Sex, statistics and videotape

I’ve perhaps already “beaten the subject to death”:http://virtuelvis.com/archives/2003/02/properly-measuring-msie – even “more than once”:http://virtuelvis.com/archives/2003/04/msie-not-msie-revisited. Yes; browser statistics.


I have now applied the technique described in those two postings to this site as well, and I am now able to provide you with numbers for by how much overreported MSIE is in my access log for the last week.:
* 2003-07-02: 6.67%
* 2003-07-03: 22.22%
* 2003-07-04: 15.38%
* 2003-07-05: 16.22%
* 2003-07-06: 7.32%
* 2003-07-07: 18.57%
* 2003-07-08: 14.44%
* Average value: 14.40%
The percentage is the percentage of browsers that identified themselves as MSIE, and fetched the stylesheet located in /styles/screen.css without fetching the corresponding MSIE-specific /styles/msie-screen.css stylesheet.
Another number for which I’m only offering the average value: 28% of the visitors that are using Opera, has set their browser to identify as MSIE. I’m actually a bit surprised that the number is that low, given that the default setup in Opera is to fake the UA string.

Previous Post

3 Comments

  1. I appreciate that you publish these measures, Arve, because it proves that most statistics is unreliable. Many websites are using “Redsheriff WebMeasure”:http://www.redsheriff.com/ which basically fetches statistics through JavaScript and as an alternative; images. No serverside checking, no backup for textual user agents, nothing.
    I don’t know how the statistics Redsheriff delivers are being used in each website-company where WebMeasure is deployed, but I know that WebMeasure gives browser/operating system figures which — needless to explain — are as trustworthy as George Bush’s declared reasons for attacking Iraq.
    Since WebMeasure relies upon script and images, it can’t deliver figures from any other user agents than those who supports this, because it won’t get the figures from other user agents at all. And this is of course not good enough.
    I just hope that companies that have deployed WebMeasure don’t use the browser/OS figures for anything other than fun. They are completely unreliable, but if they are used, it explains why so many companies only focuses on Internet Explorer only, as IE of course will have a lot larger pool of users than e.g. Opera (where images and scripts very easilly can be turned off, which isn’t the case with IE).
    The most scary part is that Redsheriff, which most likely is the biggest player in the web statistics area, probably doesn’t know about this issue, and even if they did, don’t tell their customers about it. They don’t know, and they don’t care.
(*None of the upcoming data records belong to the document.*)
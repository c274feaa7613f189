//! Logging
//!
//! Structured logging on `tracing`. Level, format and destination come from
//! [`LoggingConfig`], each overridable through `VELES_LOG*` variables.

use crate::error::VelesError;
use serde::{Deserialize, Serialize};
use std::collections::HashMap;
use std::path::PathBuf;
use std::sync::Mutex;
use tracing_subscriber::fmt::time::ChronoUtc;
use tracing_subscriber::fmt::writer::{BoxMakeWriter, MakeWriterExt};
use tracing_subscriber::{fmt, layer::SubscriberExt, util::SubscriberInitExt, EnvFilter, Registry};

/// Resolve the log file path with precedence: CLI, VELES_LOG_FILE env, config file, default.
pub fn resolve_log_file_path(
    cli_file: Option<PathBuf>,
    config_file: Option<PathBuf>,
) -> Result<PathBuf, VelesError> {
    if let Some(p) = cli_file.filter(|p| !p.as_os_str().is_empty()) {
        return Ok(p);
    }
    if let Ok(env_path) = std::env::var("VELES_LOG_FILE") {
        if !env_path.is_empty() {
            return Ok(PathBuf::from(env_path));
        }
    }
    if let Some(p) = config_file.filter(|p| !p.as_os_str().is_empty()) {
        return Ok(p);
    }
    default_log_file_path()
}

fn default_log_file_path() -> Result<PathBuf, VelesError> {
    let project_dirs = directories::ProjectDirs::from("", "veles", "veles").ok_or_else(|| {
        VelesError::ConfigError("Could not determine platform state directory for log file".to_string())
    })?;
    // macOS and Windows have no state dir
    let dir = project_dirs
        .state_dir()
        .unwrap_or_else(|| project_dirs.data_local_dir())
        .to_path_buf();
    Ok(dir.join("veles.log"))
}

/// Logging configuration
#[derive(Debug, Clone, Serialize, Deserialize)]
pub struct LoggingConfig {
    /// Whether logging is enabled (default: true)
    #[serde(default = "default_true")]
    pub enabled: bool,

    /// Log level: trace, debug, info, warn, error, off
    #[serde(default = "default_log_level")]
    pub level: String,

    /// Output format: json, text (default: text)
    #[serde(default = "default_format")]
    pub format: String,

    /// Output destination: stdout, stderr, file, file+stderr, both
    #[serde(default = "default_output")]
    pub output: String,

    /// Log file path when output includes file; None means use runtime default
    #[serde(default)]
    pub file: Option<PathBuf>,

    /// Enable colored output (text format only, stdout/stderr only)
    #[serde(default = "default_true")]
    pub color: bool,

    /// Module-specific log levels
    #[serde(default)]
    pub modules: HashMap<String, String>,
}

fn default_log_level() -> String {
    "info".to_string()
}

fn default_format() -> String {
    "text".to_string()
}

fn default_output() -> String {
    "stderr".to_string()
}

fn default_true() -> bool {
    true
}

impl Default for LoggingConfig {
    fn default() -> Self {
        Self {
            enabled: default_true(),
            level: default_log_level(),
            format: default_format(),
            output: default_output(),
            file: None,
            color: default_true(),
            modules: HashMap::new(),
        }
    }
}

/// Initialize the global subscriber.
///
/// Priority order (highest to lowest):
/// 1. Environment variables (VELES_LOG, VELES_LOG_FORMAT, ...)
/// 2. Configuration (file or CLI flags folded into it)
/// 3. Defaults
pub fn init_logging(config: Option<&LoggingConfig>) -> Result<(), VelesError> {
    let already = |e: tracing_subscriber::util::TryInitError| VelesError::ConfigError(e.to_string());

    if config.is_some_and(|c| !c.enabled) {
        return Registry::default()
            .with(EnvFilter::new("off"))
            .try_init()
            .map_err(already);
    }

    let filter = build_env_filter(config)?;
    let format = determine_format(config)?;
    let output = determine_output(config)?;
    let use_color = config.map(|c| c.color).unwrap_or(true) && !output.file;

    let writer = match (output.file, output.stdout, output.stderr) {
        (true, _, true) => BoxMakeWriter::new(open_log_file(config)?.and(std::io::stderr)),
        (true, _, false) => BoxMakeWriter::new(open_log_file(config)?),
        (false, true, true) => BoxMakeWriter::new(std::io::stdout.and(std::io::stderr)),
        (false, true, false) => BoxMakeWriter::new(std::io::stdout),
        (false, false, _) => BoxMakeWriter::new(std::io::stderr),
    };

    let layer = fmt::layer()
        .with_target(true)
        .with_timer(ChronoUtc::rfc_3339())
        .with_writer(writer);
    let registry = Registry::default().with(filter);
    if format == "json" {
        registry.with(layer.json()).try_init().map_err(already)
    } else {
        registry.with(layer.with_ansi(use_color)).try_init().map_err(already)
    }
}

fn open_log_file(config: Option<&LoggingConfig>) -> Result<Mutex<std::fs::File>, VelesError> {
    let log_file = resolve_log_file_path(None, config.and_then(|c| c.file.clone()))?;
    if let Some(parent) = log_file.parent() {
        std::fs::create_dir_all(parent)
            .map_err(|e| VelesError::ConfigError(format!("Failed to create log directory: {}", e)))?;
    }
    let file = std::fs::OpenOptions::new()
        .create(true)
        .append(true)
        .open(&log_file)
        .map_err(|e| VelesError::ConfigError(format!("Failed to open log file {:?}: {}", log_file, e)))?;
    Ok(Mutex::new(file))
}

/// Build environment filter from config or environment variables
fn build_env_filter(config: Option<&LoggingConfig>) -> Result<EnvFilter, VelesError> {
    if let Ok(filter) = EnvFilter::try_from_env("VELES_LOG") {
        return Ok(filter);
    }

    let level = config.map(|c| c.level.as_str()).unwrap_or("info");
    if level == "off" {
        return Ok(EnvFilter::new("off"));
    }

    let mut filter = EnvFilter::new(level);
    let invalid = |e: tracing_subscriber::filter::ParseError| {
        VelesError::ConfigError(format!("Invalid log directive: {}", e))
    };

    if let Some(config) = config {
        for (module, module_level) in &config.modules {
            filter = filter.add_directive(format!("{}={}", module, module_level).parse().map_err(invalid)?);
        }
    }

    // VELES_LOG_MODULES=veles::server=debug,veles::tracker=trace
    if let Ok(modules) = std::env::var("VELES_LOG_MODULES") {
        for spec in modules.split(',') {
            if let Some((module, module_level)) = spec.split_once('=') {
                let directive = format!("{}={}", module.trim(), module_level.trim());
                filter = filter.add_directive(directive.parse().map_err(invalid)?);
            }
        }
    }

    Ok(filter)
}

fn determine_format(config: Option<&LoggingConfig>) -> Result<String, VelesError> {
    if let Ok(format) = std::env::var("VELES_LOG_FORMAT") {
        if format == "json" || format == "text" {
            return Ok(format);
        }
    }

    let format = config.map(|c| c.format.as_str()).unwrap_or("text");
    if format != "json" && format != "text" {
        return Err(VelesError::ConfigError(format!(
            "Invalid log format: {} (must be 'json' or 'text')",
            format
        )));
    }
    Ok(format.to_string())
}

/// Output destinations
#[derive(Debug, PartialEq)]
struct OutputDestinations {
    stdout: bool,
    stderr: bool,
    file: bool,
}

fn determine_output(config: Option<&LoggingConfig>) -> Result<OutputDestinations, VelesError> {
    if let Ok(output) = std::env::var("VELES_LOG_OUTPUT") {
        return parse_output_destinations(&output);
    }
    parse_output_destinations(config.map(|c| c.output.as_str()).unwrap_or("stderr"))
}

fn parse_output_destinations(output: &str) -> Result<OutputDestinations, VelesError> {
    let (stdout, stderr, file) = match output {
        "stdout" => (true, false, false),
        "stderr" => (false, true, false),
        "file" => (false, false, true),
        "file+stderr" => (false, true, true),
        "both" => (true, true, false),
        _ => {
            return Err(VelesError::ConfigError(format!(
                "Invalid log output: {} (must be 'stdout', 'stderr', 'file', 'file+stderr', or 'both')",
                output
            )))
        }
    };
    Ok(OutputDestinations { stdout, stderr, file })
}
//! Transaction application.
//!
//! Operations are applied against the backend inside one backend
//! transaction. Working copies of touched nodes live in the context; the
//! handle cache only sees them after a successful commit, so a rollback
//! leaves nothing to restore.

use super::{TrackerState, TriggerEvent};
use crate::error::VelesError;
use crate::schema::{Node, Operation, PosFilter};
use crate::types::{NodeID, TriggerState};
use std::collections::{BTreeSet, HashMap, HashSet};
use tracing::{debug, warn};

/// Byte range of a bindata stream touched by a write
#[derive(Debug, Clone, PartialEq, Eq)]
pub(crate) struct BindataChange {
    pub node: NodeID,
    pub key: String,
    pub start: u64,
    pub end: u64,
}

#[derive(Default)]
pub(crate) struct TransactionContext {
    nodes: HashMap<NodeID, Option<Node>>,
    touched: HashSet<NodeID>,
    listed: HashSet<NodeID>,
    pub node_changed: Vec<NodeID>,
    pub list_changed: Vec<NodeID>,
    pub data_changed: Vec<(NodeID, String)>,
    pub bindata_changed: Vec<BindataChange>,
    pub triggers: Vec<TriggerEvent>,
}

impl TransactionContext {
    pub fn touched(&self, id: &NodeID) -> bool {
        self.touched.contains(id)
    }

    /// Working copies of every node the transaction changed.
    pub fn nodes(&self) -> impl Iterator<Item = (&NodeID, &Option<Node>)> {
        self.nodes.iter()
    }

    fn put(&mut self, node: Node) {
        let id = node.id;
        let parent = node.parent;
        self.nodes.insert(id, Some(node));
        self.mark(id, parent);
    }

    fn put_gone(&mut self, id: NodeID, parent: NodeID) {
        self.nodes.insert(id, None);
        self.mark(id, parent);
    }

    fn mark(&mut self, id: NodeID, parent: NodeID) {
        if self.touched.insert(id) {
            self.node_changed.push(id);
        }
        self.mark_list(parent);
    }

    fn mark_list(&mut self, parent: NodeID) {
        if self.listed.insert(parent) {
            self.list_changed.push(parent);
        }
    }
}

impl TrackerState {
    /// Apply `ops` atomically. On error the backend is rolled back.
    pub(super) fn run_transaction(&mut self, ops: Vec<Operation>) -> Result<TransactionContext, VelesError> {
        self.backend.begin()?;
        let mut ctx = TransactionContext::default();
        for op in ops {
            let kind = op.object_type();
            if let Err(err) = self.apply(&mut ctx, op) {
                debug!(op = kind, error = %err, "Operation failed, rolling back");
                if let Err(rb) = self.backend.rollback() {
                    warn!(error = %rb, "Rollback failed");
                }
                return Err(err);
            }
        }
        if let Err(err) = self.backend.commit() {
            if let Err(rb) = self.backend.rollback() {
                warn!(error = %rb, "Rollback after failed commit failed");
            }
            return Err(err.into());
        }
        Ok(ctx)
    }

    fn node(&mut self, ctx: &TransactionContext, id: &NodeID) -> Result<Option<Node>, VelesError> {
        if let Some(node) = ctx.nodes.get(id) {
            return Ok(node.clone());
        }
        self.handles.get(id, &*self.backend)
    }

    fn existing(&mut self, ctx: &TransactionContext, id: &NodeID) -> Result<Node, VelesError> {
        self.node(ctx, id)?.ok_or_else(|| VelesError::gone(id))
    }

    fn require_parent(&mut self, ctx: &TransactionContext, parent: &NodeID) -> Result<(), VelesError> {
        if parent.is_null() {
            return Err(VelesError::schema("the null id cannot be a parent"));
        }
        if !parent.is_root() {
            self.existing(ctx, parent)?;
        }
        Ok(())
    }

    fn apply(&mut self, ctx: &mut TransactionContext, op: Operation) -> Result<(), VelesError> {
        match op {
            Operation::Create {
                node,
                parent,
                pos_start,
                pos_end,
                tags,
                attr,
                data,
                bindata,
                triggers,
            } => {
                if node.is_null() {
                    return Err(VelesError::schema("cannot create the null id"));
                }
                if node.is_root() || self.node(ctx, &node)?.is_some() || self.backend.was_deleted(&node)? {
                    return Err(VelesError::ObjectExists(node.to_string()));
                }
                self.require_parent(ctx, &parent)?;

                let mut created = Node::new(node, parent);
                created.pos_start = pos_start;
                created.pos_end = pos_end;
                created.tags = tags;
                created.attr = attr;
                created.triggers = triggers
                    .iter()
                    .map(|name| (name.clone(), TriggerState::Pending))
                    .collect();
                self.backend.create(&created)?;
                for (key, value) in &data {
                    self.backend.set_data(&node, key, Some(value))?;
                    created.data.insert(key.clone());
                }
                for (key, bytes) in &bindata {
                    if bytes.is_empty() {
                        continue;
                    }
                    self.backend.set_bindata(&node, key, 0, bytes, false)?;
                    created.bindata.insert(key.clone(), bytes.len() as u64);
                }
                for trigger in triggers {
                    ctx.triggers.push(TriggerEvent::Pending { node, trigger });
                }
                ctx.put(created);
            }

            Operation::Delete { node } => self.delete_node(ctx, node)?,

            Operation::SetParent { node, parent } => {
                let mut current = self.existing(ctx, &node)?;
                if current.parent == parent {
                    return Ok(());
                }
                self.require_parent(ctx, &parent)?;
                let mut cursor = parent;
                while !cursor.is_root() {
                    if cursor == node {
                        return Err(VelesError::ParentCycle(format!(
                            "{} cannot become a descendant of itself via {}",
                            node, parent
                        )));
                    }
                    cursor = self.existing(ctx, &cursor)?.parent;
                }
                self.backend.set_parent(&node, &parent)?;
                ctx.mark_list(current.parent);
                current.parent = parent;
                ctx.put(current);
            }

            Operation::SetPos { node, pos_start, pos_end } => {
                let mut current = self.existing(ctx, &node)?;
                if current.pos_start == pos_start && current.pos_end == pos_end {
                    return Ok(());
                }
                self.backend.set_pos(&node, &pos_start, &pos_end)?;
                current.pos_start = pos_start;
                current.pos_end = pos_end;
                ctx.put(current);
            }

            Operation::AddTag { node, tag } => {
                let mut current = self.existing(ctx, &node)?;
                if current.tags.contains(&tag) {
                    return Ok(());
                }
                self.backend.add_tag(&node, &tag)?;
                current.tags.insert(tag);
                ctx.put(current);
            }

            Operation::DelTag { node, tag } => {
                let mut current = self.existing(ctx, &node)?;
                if !current.tags.remove(&tag) {
                    return Ok(());
                }
                self.backend.del_tag(&node, &tag)?;
                ctx.put(current);
            }

            Operation::SetAttr { node, key, data } => {
                let mut current = self.existing(ctx, &node)?;
                if current.attr.get(&key) == data.as_ref() {
                    return Ok(());
                }
                self.backend.set_attr(&node, &key, data.as_ref())?;
                match data {
                    Some(value) => current.attr.insert(key, value),
                    None => current.attr.remove(&key),
                };
                ctx.put(current);
            }

            Operation::SetData { node, key, data } => {
                let mut current = self.existing(ctx, &node)?;
                let old = self.read_data(&current, &node, &key)?;
                if old == data {
                    return Ok(());
                }
                self.backend.set_data(&node, &key, data.as_ref())?;
                let key_set_changed = match data {
                    Some(_) => current.data.insert(key.clone()),
                    None => current.data.remove(&key),
                };
                if key_set_changed {
                    ctx.put(current);
                } else {
                    ctx.nodes.insert(node, Some(current));
                }
                ctx.data_changed.push((node, key));
            }

            Operation::SetBindata { node, key, start, data, truncate } => {
                let mut current = self.existing(ctx, &node)?;
                let old_len = current.bindata_len(&key);
                if start > old_len {
                    return Err(VelesError::WritePastEnd(format!(
                        "write at {} past the end of {} ({} bytes) on {}",
                        start, key, old_len, node
                    )));
                }
                self.backend.set_bindata(&node, &key, start, &data, truncate)?;
                let end = start + data.len() as u64;
                let new_len = if truncate { end } else { old_len.max(end) };
                let changed_end = old_len.max(end);
                if new_len == 0 {
                    current.bindata.remove(&key);
                } else {
                    current.bindata.insert(key.clone(), new_len);
                }
                if new_len != old_len {
                    ctx.put(current);
                } else {
                    ctx.nodes.insert(node, Some(current));
                }
                if changed_end > start {
                    ctx.bindata_changed.push(BindataChange {
                        node,
                        key,
                        start,
                        end: changed_end,
                    });
                }
            }

            Operation::AddTrigger { node, trigger } => {
                let mut current = self.existing(ctx, &node)?;
                if current.triggers.contains_key(&trigger) {
                    return Ok(());
                }
                self.backend.set_trigger(&node, &trigger, Some(TriggerState::Pending))?;
                current.triggers.insert(trigger.clone(), TriggerState::Pending);
                ctx.triggers.push(TriggerEvent::Pending { node, trigger });
                ctx.put(current);
            }

            Operation::DelTrigger { node, trigger } => {
                let mut current = self.existing(ctx, &node)?;
                let Some(state) = current.triggers.remove(&trigger) else {
                    return Ok(());
                };
                self.backend.set_trigger(&node, &trigger, None)?;
                if state == TriggerState::Pending {
                    ctx.triggers.push(TriggerEvent::Obsolete { node, trigger });
                }
                ctx.put(current);
            }

            Operation::FinishTrigger { node, trigger } => {
                let mut current = self.existing(ctx, &node)?;
                match current.triggers.get(&trigger) {
                    None => {
                        return Err(VelesError::ObjectGone(format!(
                            "trigger {} on {}",
                            trigger, node
                        )))
                    }
                    Some(TriggerState::Done) => return Ok(()),
                    Some(TriggerState::Pending) => {}
                }
                self.backend.set_trigger(&node, &trigger, Some(TriggerState::Done))?;
                current.triggers.insert(trigger, TriggerState::Done);
                ctx.put(current);
            }
        }
        Ok(())
    }

    /// Delete `id` and, depth first, all of its descendants.
    fn delete_node(&mut self, ctx: &mut TransactionContext, id: NodeID) -> Result<(), VelesError> {
        let existing = self.existing(ctx, &id)?;
        let children = self.backend.list(&id, &BTreeSet::new(), &PosFilter::all())?;
        for child in children {
            self.delete_node(ctx, child)?;
        }
        self.backend.delete(&id)?;
        for (trigger, state) in &existing.triggers {
            if *state == TriggerState::Pending {
                ctx.triggers.push(TriggerEvent::Obsolete {
                    node: id,
                    trigger: trigger.clone(),
                });
            }
        }
        ctx.put_gone(id, existing.parent);
        // List subscriptions on the deleted node itself must see it go.
        ctx.mark_list(id);
        Ok(())
    }
}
  2. Clever usage of the conditional comments feature.
    One remark: As conditional comments are supported as of IE5 and you are using the downlevel (non-IE and below IE5) hidden version you are excluding IE4 usees from th IE browser groep.
    If you (readers) are interested you can even make a clear divisition in IE versions when you do as follows:
    Make three differently named css files (might be the same file as content).
    Make three conditional comments.
    only IE 6
    only IE 55’s
    only IE 5’s
    (IE4 can’t parse the conditional comments)
    (IE4, I guess one would just use the ueserAgent of the JScript minor version, etc. I don’t think that many Opera browser Identify themselfs as IE4)
    Cybarber

  3. The various versions of Opera has the ability to identify themselves as either IE5 or IE6.
    As for keeping a check on which IE browsers are used, I am keeping track of that. The overwhelming majority are on IE6, outnumbering the IE5.5 users by a factor of ten.